*WORK INSTRUCTIONS*. Write out, exactly as they stand, the line containing "or already aborted." and all subsequent lines up to and including the final line of the records.

_____

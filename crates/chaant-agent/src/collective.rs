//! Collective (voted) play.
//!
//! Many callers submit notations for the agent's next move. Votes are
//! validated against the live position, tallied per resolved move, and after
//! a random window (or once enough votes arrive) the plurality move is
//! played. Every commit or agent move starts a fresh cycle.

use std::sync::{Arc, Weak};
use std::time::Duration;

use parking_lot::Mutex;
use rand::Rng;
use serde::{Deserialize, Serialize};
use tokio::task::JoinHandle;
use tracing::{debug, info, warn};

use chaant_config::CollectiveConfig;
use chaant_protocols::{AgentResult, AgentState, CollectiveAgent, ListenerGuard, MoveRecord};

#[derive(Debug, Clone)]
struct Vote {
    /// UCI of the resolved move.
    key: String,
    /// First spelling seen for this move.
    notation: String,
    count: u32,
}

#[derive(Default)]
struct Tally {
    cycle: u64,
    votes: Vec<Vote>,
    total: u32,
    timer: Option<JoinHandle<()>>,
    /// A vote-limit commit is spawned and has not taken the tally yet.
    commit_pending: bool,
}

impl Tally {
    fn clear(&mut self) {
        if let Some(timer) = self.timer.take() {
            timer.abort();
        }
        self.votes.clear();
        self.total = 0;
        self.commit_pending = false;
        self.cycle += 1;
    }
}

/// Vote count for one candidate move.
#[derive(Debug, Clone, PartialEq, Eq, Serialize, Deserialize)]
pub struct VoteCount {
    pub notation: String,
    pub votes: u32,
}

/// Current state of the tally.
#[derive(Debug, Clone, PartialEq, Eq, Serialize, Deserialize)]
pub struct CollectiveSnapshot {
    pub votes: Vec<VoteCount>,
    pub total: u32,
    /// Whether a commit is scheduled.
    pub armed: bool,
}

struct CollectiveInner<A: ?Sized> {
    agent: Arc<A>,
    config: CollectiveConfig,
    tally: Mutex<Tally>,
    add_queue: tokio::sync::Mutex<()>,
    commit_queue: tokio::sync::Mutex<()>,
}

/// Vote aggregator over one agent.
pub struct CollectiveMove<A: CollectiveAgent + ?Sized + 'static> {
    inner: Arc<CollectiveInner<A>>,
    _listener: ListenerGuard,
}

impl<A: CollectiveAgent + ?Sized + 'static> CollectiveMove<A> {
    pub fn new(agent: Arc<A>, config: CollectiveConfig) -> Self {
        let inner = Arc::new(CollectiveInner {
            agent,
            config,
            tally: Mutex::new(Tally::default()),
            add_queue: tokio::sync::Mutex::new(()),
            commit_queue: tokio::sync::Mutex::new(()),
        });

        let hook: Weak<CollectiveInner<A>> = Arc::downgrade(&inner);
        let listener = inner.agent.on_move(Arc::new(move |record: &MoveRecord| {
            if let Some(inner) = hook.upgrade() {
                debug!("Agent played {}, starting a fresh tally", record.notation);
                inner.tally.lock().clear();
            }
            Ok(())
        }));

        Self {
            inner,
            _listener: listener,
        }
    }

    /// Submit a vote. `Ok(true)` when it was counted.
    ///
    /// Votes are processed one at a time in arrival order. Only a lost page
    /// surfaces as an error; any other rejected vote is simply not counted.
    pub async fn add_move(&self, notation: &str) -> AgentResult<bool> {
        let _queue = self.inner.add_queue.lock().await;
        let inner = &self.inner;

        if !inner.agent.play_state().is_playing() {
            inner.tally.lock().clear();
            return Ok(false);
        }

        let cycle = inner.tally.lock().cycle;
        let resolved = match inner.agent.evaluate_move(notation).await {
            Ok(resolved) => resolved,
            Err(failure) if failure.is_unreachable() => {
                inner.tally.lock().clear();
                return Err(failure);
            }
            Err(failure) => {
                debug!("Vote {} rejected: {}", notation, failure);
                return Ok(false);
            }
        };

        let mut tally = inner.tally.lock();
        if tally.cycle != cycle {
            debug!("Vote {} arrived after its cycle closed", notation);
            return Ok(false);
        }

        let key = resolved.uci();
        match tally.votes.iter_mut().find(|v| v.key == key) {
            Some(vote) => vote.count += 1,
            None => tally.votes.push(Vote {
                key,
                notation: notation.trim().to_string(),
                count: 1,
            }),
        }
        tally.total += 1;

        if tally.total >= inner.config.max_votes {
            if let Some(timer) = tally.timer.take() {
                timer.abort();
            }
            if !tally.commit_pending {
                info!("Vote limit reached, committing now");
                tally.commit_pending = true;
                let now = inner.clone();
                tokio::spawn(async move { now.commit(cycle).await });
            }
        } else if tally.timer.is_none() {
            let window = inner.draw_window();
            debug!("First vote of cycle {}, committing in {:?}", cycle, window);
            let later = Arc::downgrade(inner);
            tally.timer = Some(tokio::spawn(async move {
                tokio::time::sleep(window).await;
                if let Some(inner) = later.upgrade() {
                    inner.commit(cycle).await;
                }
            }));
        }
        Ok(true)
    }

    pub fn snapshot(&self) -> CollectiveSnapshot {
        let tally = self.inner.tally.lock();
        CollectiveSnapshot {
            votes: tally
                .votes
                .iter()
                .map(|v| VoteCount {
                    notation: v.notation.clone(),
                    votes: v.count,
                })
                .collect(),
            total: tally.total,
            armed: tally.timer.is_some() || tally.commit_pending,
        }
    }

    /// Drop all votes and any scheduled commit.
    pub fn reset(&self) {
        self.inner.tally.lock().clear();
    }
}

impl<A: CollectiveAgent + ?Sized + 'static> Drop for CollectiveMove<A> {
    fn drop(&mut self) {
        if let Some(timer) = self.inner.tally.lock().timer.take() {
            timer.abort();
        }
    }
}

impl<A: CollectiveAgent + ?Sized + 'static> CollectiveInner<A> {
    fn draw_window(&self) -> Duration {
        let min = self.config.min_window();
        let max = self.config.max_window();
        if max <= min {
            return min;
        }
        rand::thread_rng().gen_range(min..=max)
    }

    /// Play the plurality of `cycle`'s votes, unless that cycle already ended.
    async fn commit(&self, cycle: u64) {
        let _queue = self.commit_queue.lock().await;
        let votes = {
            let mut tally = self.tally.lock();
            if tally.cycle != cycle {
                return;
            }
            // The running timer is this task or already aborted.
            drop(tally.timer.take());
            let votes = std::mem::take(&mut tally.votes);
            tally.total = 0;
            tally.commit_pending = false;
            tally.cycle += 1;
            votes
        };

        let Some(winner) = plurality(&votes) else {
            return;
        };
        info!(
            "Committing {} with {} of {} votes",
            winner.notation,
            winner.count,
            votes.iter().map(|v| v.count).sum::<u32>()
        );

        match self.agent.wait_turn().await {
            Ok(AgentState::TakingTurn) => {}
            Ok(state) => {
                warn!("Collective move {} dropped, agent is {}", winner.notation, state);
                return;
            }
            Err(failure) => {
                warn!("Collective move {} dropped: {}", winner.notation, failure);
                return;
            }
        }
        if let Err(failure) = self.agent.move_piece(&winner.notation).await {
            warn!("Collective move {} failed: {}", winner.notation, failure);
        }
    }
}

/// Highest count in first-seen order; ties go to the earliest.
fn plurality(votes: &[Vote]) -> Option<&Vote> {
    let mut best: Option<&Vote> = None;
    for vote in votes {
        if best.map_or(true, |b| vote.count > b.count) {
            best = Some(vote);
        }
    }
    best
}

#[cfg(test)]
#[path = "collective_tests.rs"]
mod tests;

_____

*FINISHED EXERCISE*.
            // The running timer is this task or already aborted.
            drop(tally.timer.take());
            let votes = std::mem::take(&mut tally.votes);
            tally.total = 0;
            tally.commit_pending = false;
            tally.cycle += 1;
            votes
        };

        let Some(winner) = plurality(&votes) else {
            return;
        };
        info!(
            "Committing {} with {} of {} votes",
            winner.notation,
            winner.count,
            votes.iter().map(|v| v.count).sum::<u32>()
        );

        match self.agent.wait_turn().await {
            Ok(AgentState::TakingTurn) => {}
            Ok(state) => {
                warn!("Collective move {} dropped, agent is {}", winner.notation, state);
                return;
            }
            Err(failure) => {
                warn!("Collective move {} dropped: {}", winner.notation, failure);
                return;
            }
        }
        if let Err(failure) = self.agent.move_piece(&winner.notation).await {
            warn!("Collective move {} failed: {}", winner.notation, failure);
        }
    }
}

/// Highest count in first-seen order; ties go to the earliest.
fn plurality(votes: &[Vote]) -> Option<&Vote> {
    let mut best: Option<&Vote> = None;
    for vote in votes {
        if best.map_or(true, |b| vote.count > b.count) {
            best = Some(vote);
        }
    }
    best
}

#[cfg(test)]
#[path = "collective_tests.rs"]
mod tests;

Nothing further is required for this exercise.